O mundo ouve esperançoso as notícias da chegada de vacinas que nos livrarão do Covid. No entanto, essa luz no fim do túnel não pode ser vista como álibi para abrir a guarda.
Como muitas pessoas, tive perdas difíceis que me tiraram o chão — mais de 15 amigos próximos e parentes que também se foram sem tempo de despedidas. Há duas semanas, mais um, aos 45 anos, deixando mulher, duas filhas pequenas, e essa partida não terá minha aceitação — um amigo adorável, lindo, talentoso e cujo sorriso vou levar pra sempre comigo. Ao mesmo tempo, meu pai passou pela doença na semana, que fazia 60 anos de casado e sobreviveu — uma verdadeira Bodas de Diamante para minha mãe. Com todos os cuidados e máscaras… e mesmo assim, o Covid chegou —quando se fala em segunda onda, e ela parece que, a cada dia, se confirma. Talvez, o mais duro seja a ausência de despedida, que nos abre um buraco no peito e vai nos marcar por muito tempo.
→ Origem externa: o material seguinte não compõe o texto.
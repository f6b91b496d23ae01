//! # MOPAC 关键词元数据
//!
//! 常用 MOPAC 关键词的说明和带参数时的书写格式。
//! 格式模板中的两个 `{}` 依次替换为关键词名和取值。
//!
//! ## 依赖关系
//! - 被 `mopac/compose.rs` 使用

/// 关键词说明
#[derive(Debug, Clone, Copy)]
pub struct KeywordInfo {
    pub name: &'static str,
    pub description: &'static str,
    pub format: Option<&'static str>,
}

const fn keyword(name: &'static str, description: &'static str) -> KeywordInfo {
    KeywordInfo {
        name,
        description,
        format: None,
    }
}

const fn with_value(
    name: &'static str,
    description: &'static str,
    format: &'static str,
) -> KeywordInfo {
    KeywordInfo {
        name,
        description,
        format: Some(format),
    }
}

pub const KEYWORDS: &[KeywordInfo] = &[
    keyword("1SCF", "Do only a single SCF calculation"),
    with_value("AUX", "Write the auxiliary output file", "{}({})"),
    with_value("CHARGE", "Net charge on the system", "{}={}"),
    with_value("CUTOFF", "Cutoff distance for interactions in MOZYME", "{}={}"),
    with_value("CYCLES", "Maximum number of geometry optimization steps", "{}={}"),
    with_value("DISEX", "Distance for exact COSMO segment interactions", "{}={}"),
    with_value("EPS", "Dielectric constant of the solvent", "{}={}"),
    with_value("FIELD", "Apply a static electric field", "{}=({})"),
    keyword("FORCE", "Calculate the vibrational frequencies"),
    keyword("GEO-OK", "Override interatomic distance checks"),
    with_value("GNORM", "Gradient norm for terminating optimization", "{}={}"),
    keyword("GRADIENTS", "Print the gradients"),
    with_value("ITRY", "Maximum number of SCF iterations", "{}={}"),
    keyword("LARGE", "Print expanded output"),
    keyword("LET", "Override safety checks"),
    keyword("MOZYME", "Use localized molecular orbitals"),
    with_value("MS", "Magnetic component of the spin", "{}={}"),
    with_value("NSPA", "Number of COSMO surface points per atom", "{}={}"),
    keyword("OLDGEO", "Use the geometry from the previous calculation"),
    keyword("PRECISE", "Tighten the convergence criteria"),
    with_value("RELSCF", "Scale the SCF convergence criterion", "{}={}"),
    with_value("RSOLVE", "Radius of the solvent molecule (Å)", "{}={}"),
    with_value("SCFCRT", "SCF convergence criterion (kcal/mol)", "{}={}"),
    with_value("T", "Maximum CPU time", "{}={}"),
    with_value("THERMO", "Thermodynamic functions over a temperature range", "{}({})"),
    with_value("THREADS", "Number of threads to use", "{}={}"),
    with_value("TRANS", "Number of internal rotations to remove", "{}={}"),
    keyword("UHF", "Unrestricted Hartree-Fock"),
];

/// 查找关键词
pub fn lookup(name: &str) -> Option<&'static KeywordInfo> {
    KEYWORDS.iter().find(|k| k.name == name)
}

/// 用模板书写带参数的关键词
pub fn render(template: &str, name: &str, value: &str) -> String {
    template.replacen("{}", name, 1).replacen("{}", value, 1)
}

/// 书写用户给出的额外关键词；带 `=` 的按第一个 `=` 拆分后套用模板
pub fn format_extra_keyword(entry: &str) -> String {
    match entry.split_once('=') {
        Some((name, value)) => match lookup(name).and_then(|k| k.format) {
            Some(template) => render(template, name, value),
            None => format!("{}={}", name, value),
        },
        None => entry.to_string(),
    }
}

#[cfg(test)]
mod tests {
    use super::*;

    #[test]
    fn test_format_with_template() {
        assert_eq!(format_extra_keyword("THERMO=300,400"), "THERMO(300,400)");
        assert_eq!(format_extra_keyword("FIELD=0,0,1"), "FIELD=(0,0,1)");
        assert_eq!(format_extra_keyword("CHARGE=1"), "CHARGE=1");
    }

    #[test]
    fn test_unknown_and_plain_keywords() {
        assert_eq!(format_extra_keyword("FOO=bar"), "FOO=bar");
        assert_eq!(format_extra_keyword("A=b=c"), "A=b=c");
        assert_eq!(format_extra_keyword("BONDS"), "BONDS");
    }
}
Nossa ânsia de voltar à normalidade nos impele a não acreditar que tudo possa recomeçar. Estamos cansados, e muitos chegaram a um nível muito alto de problemas e precisam de suas vidas de volta. Precisam de abraço, de comida, de emprego. Agora, mais que nunca, a resiliência precisa ser nossa grande companheira.
Durante este ano trágico, por algum tempo abdiquei das redes sociais, a timeline do Facebook, virou um obituário — parei de contar quando mais de 100 pessoas, entre amigos, conhecidos e parentes de amigos se foram. Difícil mandar mensagens, quando se quer abraçar. Já o Instagram se manteve como celebração da vida e dos momentos mais leves, mas também por isso não fiquei curtindo muito por lá.
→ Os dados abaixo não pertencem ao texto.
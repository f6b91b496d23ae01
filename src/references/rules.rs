//! # 哈密顿量引用规则
//!
//! 每个哈密顿量家族有一条主引用和若干规则。规则包含一组元素（空表示无条件）、
//! 适用的哈密顿量变体（空表示全部）以及要登记的引用。
//! 结构中任一原子属于规则的元素集时，该规则触发一次。
//!
//! ## 依赖关系
//! - 被 `mopac/compose.rs` 使用
//! - 使用 `references/mod.rs`, `config/energy.rs`

use super::{cite, Bibliography, CitationRegistry};
use crate::config::{Hamiltonian, HamiltonianFamily};
use crate::error::Result;

/// 哈密顿量引用登记的重要程度
pub const CITATION_LEVEL: u8 = 1;

/// 一条引用规则
#[derive(Debug, Clone, Copy)]
pub struct CitationRule {
    pub elements: &'static [&'static str],
    pub variants: &'static [Hamiltonian],
    /// (别名, 说明)
    pub citations: &'static [(&'static str, &'static str)],
}

impl CitationRule {
    /// 规则是否对给定哈密顿量和元素触发
    pub fn applies(&self, hamiltonian: Hamiltonian, symbols: &[String]) -> bool {
        let variant_ok = self.variants.is_empty() || self.variants.contains(&hamiltonian);
        let element_ok = self.elements.is_empty()
            || symbols.iter().any(|s| self.elements.contains(&s.as_str()));
        variant_ok && element_ok
    }
}

/// 一个哈密顿量家族的引用
#[derive(Debug, Clone, Copy)]
pub struct MethodCitations {
    pub family: HamiltonianFamily,
    pub primary: (&'static str, &'static str),
    pub rules: &'static [CitationRule],
}

const fn rule(
    elements: &'static [&'static str],
    citations: &'static [(&'static str, &'static str)],
) -> CitationRule {
    CitationRule {
        elements,
        variants: &[],
        citations,
    }
}

const fn variant_rule(
    elements: &'static [&'static str],
    variants: &'static [Hamiltonian],
    citations: &'static [(&'static str, &'static str)],
) -> CitationRule {
    CitationRule {
        elements,
        variants,
        citations,
    }
}

const MOPAC_PARAMETERIZATION: &str = "The citation for the MOPAC parameterization.";
const MNDO_D: &str = "MNDO-D, parameters for Al, Si, P, S, Cl, Br, I, Zn, Cd, and Hg.";
const MNDO_ONLY: &[Hamiltonian] = &[Hamiltonian::Mndo];
const DH2: &[Hamiltonian] = &[Hamiltonian::Pm6Dh2, Hamiltonian::Pm6Dh2x];
const D3H4: &[Hamiltonian] = &[Hamiltonian::Pm6D3h4, Hamiltonian::Pm6D3h4x];

const AM1_RULES: &[CitationRule] = &[
    rule(&["F", "Cl", "Br", "I"], &[("Dewar_1988", "AM1 parameters for F, Cl, Br, I.")]),
    rule(&["Al"], &[("Dewar_1990", "AM1 parameters for Al.")]),
    rule(&["Si"], &[("Dewar_1987b", "AM1 parameters for Si.")]),
    rule(&["P"], &[("Dewar_1989", "AM1 parameters for P.")]),
    rule(&["S"], &[("Dewar_1990b", "AM1 parameters for S.")]),
    rule(&["Zn"], &[("Dewar_1988b", "AM1 parameters for Zn.")]),
    rule(&["Ge"], &[("Dewar_1989b", "AM1 parameters for Ge.")]),
    rule(&["Mo"], &[("Voityuk_2000", "AM1 parameters for Mo.")]),
    rule(&["Hg"], &[("Dewar_1989c", "AM1 parameters for Hg.")]),
    rule(
        &[
            "Li", "Be", "Na", "Mg", "K", "Ca", "Ga", "As", "Se", "Rb", "Sr", "In", "Sn", "Sb",
            "Te", "Cs", "Ba", "Pb", "Bi",
        ],
        &[("Stewart_2004", "AM1 parameterization for main-group elements.")],
    ),
];

const MNDO_RULES: &[CitationRule] = &[
    rule(&["Be"], &[("Dewar_1978", "MNDO parameters for Be.")]),
    rule(&["B"], &[("Davis_1981", "MNDO parameters for B and Al.")]),
    variant_rule(&["Al"], MNDO_ONLY, &[("Davis_1981", "MNDO parameters for B and Al.")]),
    rule(&["F"], &[("Dewar_1978b", "MNDO parameters for F.")]),
    variant_rule(&["Si"], MNDO_ONLY, &[("Dewar_1986", "Revised MNDO parameters for Si.")]),
    variant_rule(&["P"], MNDO_ONLY, &[("Dewar_1978b", "MNDO parameters for P.")]),
    variant_rule(&["S"], MNDO_ONLY, &[("Dewar_1986b", "MNDO parameters for S.")]),
    variant_rule(&["Cl"], MNDO_ONLY, &[("Dewar_1983", "MNDO parameters for Cl.")]),
    variant_rule(&["Zn"], MNDO_ONLY, &[("Dewar_1986c", "MNDO parameters for Zn.")]),
    rule(&["Ge"], &[("Dewar_1987", "MNDO parameters for Ge.")]),
    variant_rule(&["Br"], MNDO_ONLY, &[("Dewar_1983b", "MNDO parameters for Br.")]),
    rule(&["Sn"], &[("Dewar_1984", "MNDO parameters for Sn.")]),
    variant_rule(&["I"], MNDO_ONLY, &[("Dewar_1984b", "MNDO parameters for I.")]),
    variant_rule(&["Hg"], MNDO_ONLY, &[("Dewar_1985", "MNDO parameters for Hg.")]),
    rule(&["Pb"], &[("Dewar_1985b", "MNDO parameters for Pb.")]),
    rule(
        &[
            "Na", "Mg", "K", "Ca", "Ga", "As", "Se", "Rb", "Sr", "In", "Sb", "Te", "Cs", "Ba",
            "Tl", "Bi",
        ],
        &[("Stewart_2004", "MNDO parameterization for main-group elements.")],
    ),
    variant_rule(
        &["Al", "Si", "P", "S", "Cl", "Br", "I", "Zn", "Cd", "Hg"],
        &[Hamiltonian::Mndod],
        &[
            ("Thiel_1992", "MNDO-D formalism for d-orbitals."),
            ("Thiel_1996", MNDO_D),
        ],
    ),
];

const PM3_RULES: &[CitationRule] = &[
    rule(
        &[
            "Be", "Mg", "Zn", "Ga", "Ge", "As", "Se", "Cd", "In", "Sn", "Sb", "Te", "Hg", "Tl",
            "Pb", "Bi",
        ],
        &[("Stewart_1991", MOPAC_PARAMETERIZATION)],
    ),
    rule(&["Li"], &[("Anders_1993", MOPAC_PARAMETERIZATION)]),
    rule(
        &["B", "Na", "K", "Ca", "Rb", "Sr", "Cs", "Ba"],
        &[("Stewart_2004", MOPAC_PARAMETERIZATION)],
    ),
];

const PM6_RULES: &[CitationRule] = &[
    variant_rule(
        &[],
        &[Hamiltonian::Pm6D3],
        &[("Grimme_2010", "Dispersion correction by Grimme, et al.")],
    ),
    variant_rule(
        &[],
        &[Hamiltonian::Pm6DhPlus],
        &[("Korth_2010", "Hydrogen-bonding correction by Korth.")],
    ),
    variant_rule(
        &[],
        DH2,
        &[
            ("Korth_2009", "Hydrogen-bonding and dispersion correction."),
            ("Rezac_2009", "Hydrogen-bonding and dispersion correction."),
        ],
    ),
    variant_rule(
        &[],
        &[Hamiltonian::Pm6Dh2x],
        &[("Rezac_2011", "Halogen-bonding correction.")],
    ),
    variant_rule(
        &[],
        D3H4,
        &[
            ("Rezac_2011", "Hydrogen-bonding and dispersion correction."),
            ("Vorlova_2015", "Hydrogen-hydrogen repulsion correction."),
        ],
    ),
    variant_rule(
        &[],
        &[Hamiltonian::Pm6D3h4x],
        &[("Brahmkshatriya_2013", "Halogen-oxygen and halogen-nitrogen correction.")],
    ),
];

/// 所有哈密顿量家族的引用表
pub const METHOD_CITATIONS: &[MethodCitations] = &[
    MethodCitations {
        family: HamiltonianFamily::Am1,
        primary: ("Dewar_1985c", "Main reference for AM1 + C, H, N, O."),
        rules: AM1_RULES,
    },
    MethodCitations {
        family: HamiltonianFamily::Mndo,
        primary: ("Dewar_1977", "Main reference for MNDO + C, H, N, O."),
        rules: MNDO_RULES,
    },
    MethodCitations {
        family: HamiltonianFamily::Pm3,
        primary: ("Stewart_1989", MOPAC_PARAMETERIZATION),
        rules: PM3_RULES,
    },
    MethodCitations {
        family: HamiltonianFamily::Pm6,
        primary: ("Stewart_2007", "The PM6 parameterization in MOPAC."),
        rules: PM6_RULES,
    },
    MethodCitations {
        family: HamiltonianFamily::Pm7,
        primary: ("Stewart_2012", "The PM7 parameterization in MOPAC."),
        rules: &[],
    },
    MethodCitations {
        family: HamiltonianFamily::Rm1,
        primary: ("Rocha_2006", "RM1 parameterization."),
        rules: &[],
    },
];

/// 查找哈密顿量所属家族的引用表
pub fn method_citations(hamiltonian: Hamiltonian) -> Option<&'static MethodCitations> {
    let family = hamiltonian.family();
    METHOD_CITATIONS.iter().find(|m| m.family == family)
}

/// 登记哈密顿量及结构中元素对应的引用，返回登记次数
pub fn cite_hamiltonian(
    hamiltonian: Hamiltonian,
    symbols: &[String],
    bibliography: &dyn Bibliography,
    registry: &mut dyn CitationRegistry,
) -> Result<usize> {
    let Some(method) = method_citations(hamiltonian) else {
        return Ok(0);
    };

    let (alias, note) = method.primary;
    cite(bibliography, registry, alias, CITATION_LEVEL, note)?;
    let mut count = 1;

    for rule in method.rules {
        if !rule.applies(hamiltonian, symbols) {
            continue;
        }
        for (alias, note) in rule.citations {
            cite(bibliography, registry, alias, CITATION_LEVEL, note)?;
            count += 1;
        }
    }

    Ok(count)
}

#[cfg(test)]
mod tests {
    use super::*;
    use crate::references::{MopacBibliography, References};

    fn symbols(list: &[&str]) -> Vec<String> {
        list.iter().map(|s| s.to_string()).collect()
    }

    fn cited(hamiltonian: Hamiltonian, elements: &[&str]) -> References {
        let mut references = References::new();
        cite_hamiltonian(
            hamiltonian,
            &symbols(elements),
            &MopacBibliography,
            &mut references,
        )
        .unwrap();
        references
    }

    #[test]
    fn test_every_alias_in_bibliography() {
        for method in METHOD_CITATIONS {
            assert!(MopacBibliography.raw(method.primary.0).is_some());
            for rule in method.rules {
                for (alias, _) in rule.citations {
                    assert!(MopacBibliography.raw(alias).is_some(), "missing {}", alias);
                }
            }
        }
    }

    #[test]
    fn test_every_hamiltonian_has_primary() {
        for h in Hamiltonian::ALL {
            assert!(method_citations(h).is_some(), "{} has no citations", h);
        }
    }

    #[test]
    fn test_am1_halogens_fire_once() {
        let refs = cited(Hamiltonian::Am1, &["C", "F", "Cl", "H"]);
        assert!(refs.contains("Dewar_1985c"));
        assert_eq!(refs.count("Dewar_1988"), 1);
        assert!(!refs.contains("Stewart_2004"));
    }

    #[test]
    fn test_mndo_aluminum_only_for_mndo() {
        assert!(cited(Hamiltonian::Mndo, &["Al"]).contains("Davis_1981"));
        let refs = cited(Hamiltonian::Mndod, &["Al"]);
        assert!(!refs.contains("Davis_1981"));
        assert!(refs.contains("Thiel_1992"));
        assert!(refs.contains("Thiel_1996"));
        assert!(cited(Hamiltonian::Mndod, &["B"]).contains("Davis_1981"));
    }

    #[test]
    fn test_pm6_corrections() {
        let refs = cited(Hamiltonian::Pm6Dh2x, &["C"]);
        assert!(refs.contains("Stewart_2007"));
        assert!(refs.contains("Korth_2009"));
        assert!(refs.contains("Rezac_2009"));
        assert!(refs.contains("Rezac_2011"));

        let refs = cited(Hamiltonian::Pm6D3h4x, &["C"]);
        assert_eq!(refs.count("Rezac_2011"), 1);
        assert!(refs.contains("Vorlova_2015"));
        assert!(refs.contains("Brahmkshatriya_2013"));

        let refs = cited(Hamiltonian::Pm6, &["C"]);
        assert_eq!(refs.len(), 1);
    }

    #[test]
    fn test_cite_count() {
        let mut references = References::new();
        let n = cite_hamiltonian(
            Hamiltonian::Pm3,
            &symbols(&["Li", "Zn", "Zn"]),
            &MopacBibliography,
            &mut references,
        )
        .unwrap();
        assert_eq!(n, 3);
    }
}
Como artista plástico tive a vida cancelada sem previsão de retorno. Estaria no momento com a minha exposição “Cadeau” na Galeria Maria Antônia, na USP, em São Paulo, mas agora espero, como todos na arte e na cultura, quando será possível confirmar qualquer agenda e planos. E nestes meses dividi meu tempo entre, garantir o mínimo de sobrevivência e o máximo de sonhos e projetos. Dezenas de editais aqui e lá fora, retomada de meus roteiros de cinema, mais e mais trabalhos no ateliê com obras que abordam nossos tempos sombrios e indigentes, torcendo para que um dia não precise responder diariamente com minha arte, a atos hediondos e inconsequentes contra o povo e a natureza, e meu trabalho possa se ocupar de aspectos mais filosóficos e menos políticos.
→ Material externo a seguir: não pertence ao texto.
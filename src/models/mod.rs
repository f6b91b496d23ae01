//! # 数据模型模块
//!
//! 定义分子结构与计算结果数据模型。
//!
//! ## 依赖关系
//! - 被 `parsers/`, `mopac/` 和 `commands/` 使用
//! - 子模块: structure, results

pub mod results;
pub mod structure;

pub use results::{ResultMapping, ResultValue};
pub use structure::{AtomTable, ColumnType, Configuration, System};
//! # MOPAC 步骤模块
//!
//! 由步骤参数生成 MOPAC 关键词与输入文件，并分析 `.aux` 输出。
//!
//! ## 依赖关系
//! - 被 `commands/` 使用
//! - 使用 `config/`, `models/`, `references/`, `utils/`
//! - 子模块: keywords, compose, description, deck, orbitals, store, analyze,
//!   spectrum, vibrations

pub mod analyze;
pub mod compose;
pub mod deck;
pub mod description;
pub mod keywords;
pub mod orbitals;
pub mod spectrum;
pub mod store;
pub mod vibrations;

pub use analyze::{analyze_energy, AnalysisOptions};
pub use compose::build_jobs;
pub use deck::input_deck;
pub use description::description_text;
pub use store::{RequestedResult, WorkflowStore};
pub use vibrations::analyze_vibrations;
Mas sou um otimista pragmático e tenho esperança absoluta neste país, que não tem outro destino se não, dar certo! Está apenas passando um comercial irritante, mas o Brasil, a atração principal, é ótimx!
Vamos cuidando dos nossos, dos outros e de nossas consciências até o ar voltar. E enquanto os resultados não saem, enquanto a ajuda da Lei Aldir Blanc não chega, enquanto as agendas não saem, vamos tentando lidar com as despesas como dá! Aguardando chegar a minha vez na lista do Caldeirão do Huck, na esperança dele finalmente fazer a pergunta do milhão!
Alexandre Murucci é artista plástico, um dos participantes na Bienal de Veneza, representante brasileiro nas bienais do Cairo e da Áustria. Criador da TRIO Bienal, uma bienal de arte para o Rio, que reuniu em 2 edições — 227 artistas brasileiros e internacionais (de 53 países). Também diretor de arte, designer e roteirista. É Diretor Cultural do Instituto Niemeyer, entre outras posições institucionais.